As testemunhas afirmaram saber do cárcere de Blanche, mas disseram não imaginar o estado em que a jovem estava a ser mantida.


Prisão e julgamento
A mãe de Blanche, Madame Monnier de 75 anos, foi presa no dia seguinte a descoberta do caso. Uma multidão agitada reuniu-se nas proximidades da prisão com gritos de ódio e vingança. Madame Monnier foi imediatamente colocada na enfermaria (ela sofria de doença cardíaca), onde ela inesperadamente morreu 15 dias depois. Dizia-se que as suas últimas palavras foram ditas aos médicos que entraram na sala momentos antes de ela morrer. Eles lembraram que ela exclamou: "Ah, a minha pobre Blanche!".

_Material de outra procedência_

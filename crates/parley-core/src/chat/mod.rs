//! Chat sessions and the completion flows that drive them.
//!
//! `ChatSession` is the aggregate enforcing the token budget. `ChatService`
//! runs one conversational turn against it, either blocking
//! (`complete`) or streamed (`complete_stream`).

pub mod completion;
pub mod locks;
pub mod repository;
pub mod service;
pub mod session;
pub mod streaming;

#[cfg(test)]
pub(crate) mod testing;
//! Chat message, configuration, and completion input/output types for Parley.
//!
//! These types model a conversation between a user and an LLM: the
//! messages exchanged, the sampling configuration a chat is bound to, and
//! the request/response shapes consumed by the completion flows.

use chrono::{DateTime, Utc};
use serde::{Deserialize, Serialize};
use uuid::Uuid;

use std::fmt;
use std::str::FromStr;

use crate::error::ChatError;
use crate::model::Model;

// Re-export MessageRole from llm module (it's used in both chat and llm contexts).
pub use crate::llm::MessageRole;

/// Lifecycle status of a chat session.
///
/// Maps to the CHECK constraint in the SQLite schema:
/// `CHECK (status IN ('active', 'ended'))`
#[derive(Debug, Clone, PartialEq, Eq, Serialize, Deserialize, Default)]
#[serde(rename_all = "lowercase")]
pub enum SessionStatus {
    #[default]
    Active,
    Ended,
}

impl fmt::Display for SessionStatus {
    fn fmt(&self, f: &mut fmt::Formatter<'_>) -> fmt::Result {
        match self {
            SessionStatus::Active => write!(f, "active"),
            SessionStatus::Ended => write!(f, "ended"),
        }
    }
}

impl FromStr for SessionStatus {
    type Err = String;

    fn from_str(s: &str) -> Result<Self, Self::Err> {
        match s.to_lowercase().as_str() {
            "active" => Ok(SessionStatus::Active),
            "ended" => Ok(SessionStatus::Ended),
            other => Err(format!("invalid session status: '{other}'")),
        }
    }
}

/// A single turn within a chat.
///
/// Fields are private so the token count can never drift from the content:
/// messages are built with [`ChatMessage::new`] (which counts tokens under
/// the owning model) or rebuilt from storage with [`ChatMessage::restore`].
#[derive(Debug, Clone, PartialEq, Serialize, Deserialize)]
pub struct ChatMessage {
    id: Uuid,
    role: MessageRole,
    content: String,
    token_count: u32,
    model: String,
    created_at: DateTime<Utc>,
}

impl ChatMessage {
    /// Create a new message, counting its tokens with `model`'s tokenizer.
    ///
    /// Fails with [`ChatError::InvalidContent`] when `content` is empty.
    pub fn new(
        role: MessageRole,
        content: impl Into<String>,
        model: &Model,
    ) -> Result<Self, ChatError> {
        let content = content.into();
        if content.is_empty() {
            return Err(ChatError::InvalidContent);
        }

        Ok(Self {
            id: Uuid::now_v7(),
            role,
            token_count: model.token_count(&content),
            content,
            model: model.name().to_string(),
            created_at: Utc::now(),
        })
    }

    /// Rebuild a previously persisted message without recounting tokens.
    pub fn restore(
        id: Uuid,
        role: MessageRole,
        content: String,
        token_count: u32,
        model: String,
        created_at: DateTime<Utc>,
    ) -> Self {
        Self {
            id,
            role,
            content,
            token_count,
            model,
            created_at,
        }
    }

    pub fn id(&self) -> Uuid {
        self.id
    }

    pub fn role(&self) -> &MessageRole {
        &self.role
    }

    pub fn content(&self) -> &str {
        &self.content
    }

    pub fn token_count(&self) -> u32 {
        self.token_count
    }

    /// Name of the model whose tokenizer produced `token_count`.
    pub fn model(&self) -> &str {
        &self.model
    }

    pub fn created_at(&self) -> DateTime<Utc> {
        self.created_at
    }

    pub fn is_system(&self) -> bool {
        self.role == MessageRole::System
    }
}

/// Sampling parameters a chat is bound to for its whole lifetime.
#[derive(Debug, Clone, PartialEq)]
pub struct ChatConfiguration {
    pub model: Model,
    pub temperature: f32,
    pub top_p: f32,
    /// Number of completions to request per turn.
    pub n: u32,
    pub stop: Vec<String>,
    /// Output budget reserved for every provider response.
    pub max_tokens: u32,
    pub presence_penalty: f32,
    pub frequency_penalty: f32,
}

impl ChatConfiguration {
    /// Check every parameter against its documented range.
    pub fn validate(&self) -> Result<(), ChatError> {
        let invalid = |msg: String| Err(ChatError::InvalidConfiguration(msg));

        if self.max_tokens == 0 {
            return invalid("max_tokens must be positive".to_string());
        }
        if self.max_tokens >= self.model.capacity() {
            return invalid(format!(
                "max_tokens {} leaves no room in the {}-token context of '{}'",
                self.max_tokens,
                self.model.capacity(),
                self.model.name()
            ));
        }
        if !(0.0..=2.0).contains(&self.temperature) {
            return invalid(format!("temperature {} outside [0, 2]", self.temperature));
        }
        if !(0.0..=1.0).contains(&self.top_p) {
            return invalid(format!("top_p {} outside [0, 1]", self.top_p));
        }
        if self.n == 0 {
            return invalid("n must be at least 1".to_string());
        }
        if !(-2.0..=2.0).contains(&self.presence_penalty) {
            return invalid(format!(
                "presence_penalty {} outside [-2, 2]",
                self.presence_penalty
            ));
        }
        if !(-2.0..=2.0).contains(&self.frequency_penalty) {
            return invalid(format!(
                "frequency_penalty {} outside [-2, 2]",
                self.frequency_penalty
            ));
        }

        Ok(())
    }
}

/// Chat configuration as supplied by a caller, before the model is resolved.
///
/// The initial system message is only used when a turn creates a new chat.
#[derive(Debug, Clone, PartialEq, Serialize, Deserialize)]
#[serde(default)]
pub struct CompletionConfigInput {
    pub model: String,
    /// Context capacity of `model` in tokens.
    pub model_max_tokens: u32,
    pub temperature: f32,
    pub top_p: f32,
    pub n: u32,
    pub stop: Vec<String>,
    pub max_tokens: u32,
    pub presence_penalty: f32,
    pub frequency_penalty: f32,
    pub initial_system_message: String,
}

impl Default for CompletionConfigInput {
    fn default() -> Self {
        Self {
            model: "gpt-4o-mini".to_string(),
            model_max_tokens: 128_000,
            temperature: 1.0,
            top_p: 1.0,
            n: 1,
            stop: Vec::new(),
            max_tokens: 1024,
            presence_penalty: 0.0,
            frequency_penalty: 0.0,
            initial_system_message: "You are a helpful assistant.".to_string(),
        }
    }
}

/// One conversational turn requested by a caller.
#[derive(Debug, Clone, Serialize, Deserialize)]
pub struct CompletionInput {
    /// Chat to continue; a new chat is started when absent or unknown.
    #[serde(default, skip_serializing_if = "Option::is_none")]
    pub chat_id: Option<Uuid>,
    pub user_id: String,
    pub user_message: String,
    #[serde(default)]
    pub configuration: CompletionConfigInput,
}

/// Result of a completion turn.
///
/// The streaming flow emits this repeatedly, each time with the full text
/// accumulated so far.
#[derive(Debug, Clone, PartialEq, Serialize, Deserialize)]
pub struct CompletionOutput {
    pub chat_id: Uuid,
    pub user_id: String,
    pub content: String,
}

Marcel foi julgado sozinho, acusado de cúmplice da sua mãe. O julgamento foi iniciado no dia 7 de outubro de 1901, quatro dias depois, Marcel foi considerado culpado e condenado a 15 meses de prisão. O veredicto no dia 11 de outubro foi aplaudido na sala do tribunal. Na Praça do Palácio, a multidão mostrou a sua aprovação, gritando inúmeras ameaças hostis ao homem condenado. 
No dia 20 de novembro de 1901, Marcel recorreu da decisão, alegando que nunca tinha causado qualquer violência à irmã. Marcel afirmou várias vezes que a irmã era louca, e segundo ele, a sua intenção era internar a irmã num sanatório, porém a mãe achou degradante a condição, ainda mais para uma família de classe como eles eram, afinal naquela época instituições psiquiátricas eram verdadeiros depósitos de pessoas que "envergonhavam" os parentes ricos. 

Durante o julgamento do recurso foram apresentados laudos que afirmavam que Blanche sofria de transtornos mentais como: anorexia histérica, coprofilia e exibicionismo. O recurso foi aceite, e assim, Marcel ganhou a liberdade.
A decisão gerou grande discussão, pois parte da aceitação do recurso solicitado por Marcel deve-se ao laudo que afirmava que a sua irmã sofria de distúrbios mentais, porém tal análise foi feita após Blanche ter passado 24 anos presa num quarto. Esse período presa certamente debilitou a sua mente. A análise deveria ter sido realizada levando e conta a situação dela quando ela foi trancafiada pela família, como isso não era possível, tal alegação deveria ter sido desconsiderada.


O fim do sofrimento
Logo depois de ser libertada, e após receber os devidos cuidados médicos, Blanche recuperou peso, melhorando a sua condição física, mas ela nunca mais recobrou a sua sanidade. Luz Blanche Monnier acabou por falecer no hospital psiquiátrico de Blois nos anos de 1913, 12 anos depois de ter sido resgatada do seu cativeiro.